(Dataset entries)
+++

use std::sync::Arc;
use std::time::Duration;

use tempfile::TempDir;
use trailscrape_core::{ProfileRecord, StoredProfile};
use trailscrape_scraper::fake::{FakeFetcher, FakePage};
use trailscrape_scraper::ProfileSelectors;

use super::*;

const BASE: &str = "https://trailblazer.test/id";

async fn store() -> (TempDir, Arc<ProfileStore>) {
    let dir = tempfile::tempdir().expect("tempdir");
    let store = ProfileStore::open(dir.path().join("store.json"))
        .await
        .expect("open store");
    (dir, Arc::new(store))
}

fn output(bytes: Vec<u8>) -> String {
    String::from_utf8(bytes).expect("utf-8 output")
}

#[tokio::test]
async fn stream_batch_copies_progress_and_counts_degraded() {
    let (_dir, store) = store().await;
    let fetcher = FakeFetcher::new()
        .with_page(&format!("{BASE}/a"), FakePage::profile("A", ["1", "2", "3"]));
    let settings = ExtractSettings {
        profile_base_url: BASE.to_string(),
        selectors: ProfileSelectors::default(),
        selector_timeout: Duration::from_millis(10),
        optional_selector_timeout: Duration::from_millis(10),
        wipe_store_before_extract: false,
    };
    let extractor = Arc::new(ProfileExtractor::new(
        Arc::new(fetcher),
        Arc::clone(&store),
        settings,
    ));
    let orchestrator = RefreshOrchestrator::new(extractor);

    let mut out = Vec::new();
    let degraded = stream_batch(
        &orchestrator,
        vec!["a".to_string(), "ghost".to_string()],
        &mut out,
    )
    .await
    .expect("batch runs");

    assert_eq!(degraded, 1);
    assert!(!orchestrator.is_busy());
    let text = output(out);
    assert!(text.contains("Scraping a ✅\n"), "got: {text}");
    assert!(text.contains("Scraping ghost ❌ failed\n"), "got: {text}");
    assert_eq!(store.ids().await, vec!["a".to_string(), "ghost".to_string()]);
}

#[tokio::test]
async fn refresh_rejects_empty_id_list_before_launching() {
    let config = trailscrape_core::AppConfig {
        bind_addr: "127.0.0.1:0".parse().expect("addr"),
        log_level: "info".to_string(),
        store_path: "unused.json".into(),
        store_wipe_before_extract: false,
        profile_base_url: BASE.to_string(),
        navigation_timeout_secs: 1,
        selector_timeout_secs: 1,
        optional_selector_timeout_secs: 1,
        headless: true,
        chrome_path: Some("/nonexistent/chrome".into()),
        request_timeout_secs: 1,
        max_concurrent_requests: 1,
        codespace_repo: None,
        gh_bin: "gh".to_string(),
        refresh_schedule: None,
    };
    let mut out = Vec::new();
    let err = run_refresh(&config, " , ", &mut out)
        .await
        .expect_err("empty list must fail");
    assert!(err.to_string().contains("no ids given"));
    assert!(out.is_empty());
}

#[tokio::test]
async fn show_prints_fragment_or_nothing() {
    let (_dir, store) = store().await;
    store
        .put(
            "jdoe",
            StoredProfile::from_extraction(
                ProfileRecord {
                    name: Some("Jane".to_string()),
                    ..ProfileRecord::default()
                },
                None,
            ),
        )
        .await
        .expect("seed");

    let mut out = Vec::new();
    write_fragment(&store, "jdoe", &mut out).await.expect("show");
    let text = output(out);
    assert!(text.starts_with("<result><div class='result name'>Jane</div>"));
    assert!(text.ends_with("</result>\n"));

    let mut out = Vec::new();
    write_fragment(&store, "ghost", &mut out).await.expect("show");
    assert!(out.is_empty());
}

#[tokio::test]
async fn list_prints_status_and_error_per_id() {
    let (_dir, store) = store().await;
    store
        .put("b", StoredProfile::from_extraction(ProfileRecord::default(), Some("boom".to_string())))
        .await
        .expect("seed b");
    store
        .put(
            "a",
            StoredProfile::from_extraction(
                ProfileRecord {
                    name: Some("A".to_string()),
                    ..ProfileRecord::default()
                },
                None,
            ),
        )
        .await
        .expect("seed a");

    let mut out = Vec::new();
    write_listing(&store, &mut out).await.expect("list");
    let text = output(out);
    let lines: Vec<&str> = text.lines().collect();

    assert_eq!(lines.len(), 2);
    assert!(lines[0].starts_with("a\tcomplete\t"), "got: {}", lines[0]);
    assert!(lines[1].starts_with("b\tfailed\t"), "got: {}", lines[1]);
    assert!(lines[1].ends_with("\tboom"));
}
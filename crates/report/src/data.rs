// File: crates/report/src/data.rs
// Summary: Measured FPS per renderer across scene light counts.
// Notes: `None` marks runs where the renderer could no longer produce a
// measurable frame rate; those are gaps in the chart, not zeros.

/// Scene light counts (shared x-domain).
pub const LIGHTS: [f64; 9] = [
    50.0, 100.0, 250.0, 500.0, 1000.0, 2500.0, 5000.0, 10000.0, 100000.0,
];

pub const FPS_NAIVE: [Option<f64>; 9] = [
    Some(103.0),
    Some(53.0),
    Some(23.0),
    Some(12.0),
    Some(6.0),
    None,
    None,
    None,
    None,
];

pub const FPS_FORWARD_PLUS: [Option<f64>; 9] = [
    Some(172.0),
    Some(173.0),
    Some(174.0),
    Some(171.0),
    Some(117.0),
    Some(50.0),
    Some(33.0),
    Some(22.0),
    Some(14.0),
];

pub const FPS_CLUSTERED_DEFERRED: [Option<f64>; 9] = [
    Some(173.0),
    Some(174.0),
    Some(176.0),
    Some(173.0),
    Some(171.0),
    Some(117.0),
    Some(80.0),
    Some(56.0),
    Some(25.0),
];

/// The chart compares the renderers over the first five light counts,
/// the span where the naive renderer still has measurements.
pub const PLOTTED_POINTS: usize = 5;

#[cfg(test)]
mod tests {
    use super::*;

    #[test]
    fn columns_share_one_domain_length() {
        assert_eq!(LIGHTS.len(), FPS_NAIVE.len());
        assert_eq!(LIGHTS.len(), FPS_FORWARD_PLUS.len());
        assert_eq!(LIGHTS.len(), FPS_CLUSTERED_DEFERRED.len());
    }

    #[test]
    fn plotted_subset_has_no_missing_entries() {
        for col in [&FPS_NAIVE, &FPS_FORWARD_PLUS, &FPS_CLUSTERED_DEFERRED] {
            assert!(col[..PLOTTED_POINTS].iter().all(Option::is_some));
        }
    }

    #[test]
    fn light_counts_strictly_increase() {
        assert!(LIGHTS.windows(2).all(|w| w[0] < w[1]));
    }
}
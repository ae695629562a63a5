// File: crates/fpschart-core/build.rs
// Summary: Build script to link required Windows system libraries for Skia/ICU.

fn main() {
    #[cfg(target_os = "windows")]
    {
        // Needed for RegOpenKeyExW, RegQueryInfoKeyW, etc.
        println!("cargo:rustc-link-lib=advapi32");
    }
}
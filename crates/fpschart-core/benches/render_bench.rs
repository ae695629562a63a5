// File: crates/fpschart-core/benches/render_bench.rs
// Summary: Criterion benchmark for the CPU raster render path.

use criterion::{black_box, criterion_group, criterion_main, Criterion};
use fpschart_core::{Axis, Chart, Marker, RenderOptions, Series};

fn build_chart(points: usize) -> Chart {
    let xs: Vec<f64> = (0..points).map(|i| i as f64).collect();
    let ys: Vec<Option<f64>> = (0..points)
        .map(|i| {
            // Sparse gaps keep the segment-splitting path in the measurement.
            if i % 97 == 0 {
                None
            } else {
                Some(100.0 + 80.0 * (i as f64 * 0.01).sin())
            }
        })
        .collect();

    let mut chart = Chart::new();
    chart.x_axis = Axis::new("X", 0.0, (points - 1) as f64);
    chart.y_axis = Axis::new("Y", 0.0, 200.0);
    chart.add_series(Series::from_columns("bench", Marker::Circle, &xs, &ys).unwrap());
    chart
}

fn bench_render(c: &mut Criterion) {
    let chart = build_chart(1_000);
    let mut opts = RenderOptions::default();
    opts.width = 1200;
    opts.height = 750;
    opts.draw_labels = false;

    c.bench_function("render_rgba8_1200x750_1k_points", |b| {
        b.iter(|| {
            let out = chart.render_to_rgba8(black_box(&opts)).unwrap();
            black_box(out);
        })
    });
}

criterion_group!(benches, bench_render);
criterion_main!(benches);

+++

> What is expected
Throughout the records above, find the lines in which the word "const" appears and return them.

> Task response
const BASE: &str = "https://trailblazer.test/id";
pub const LIGHTS: [f64; 9] = [
pub const FPS_NAIVE: [Option<f64>; 9] = [
pub const FPS_FORWARD_PLUS: [Option<f64>; 9] = [
pub const FPS_CLUSTERED_DEFERRED: [Option<f64>; 9] = [
pub const PLOTTED_POINTS: usize = 5;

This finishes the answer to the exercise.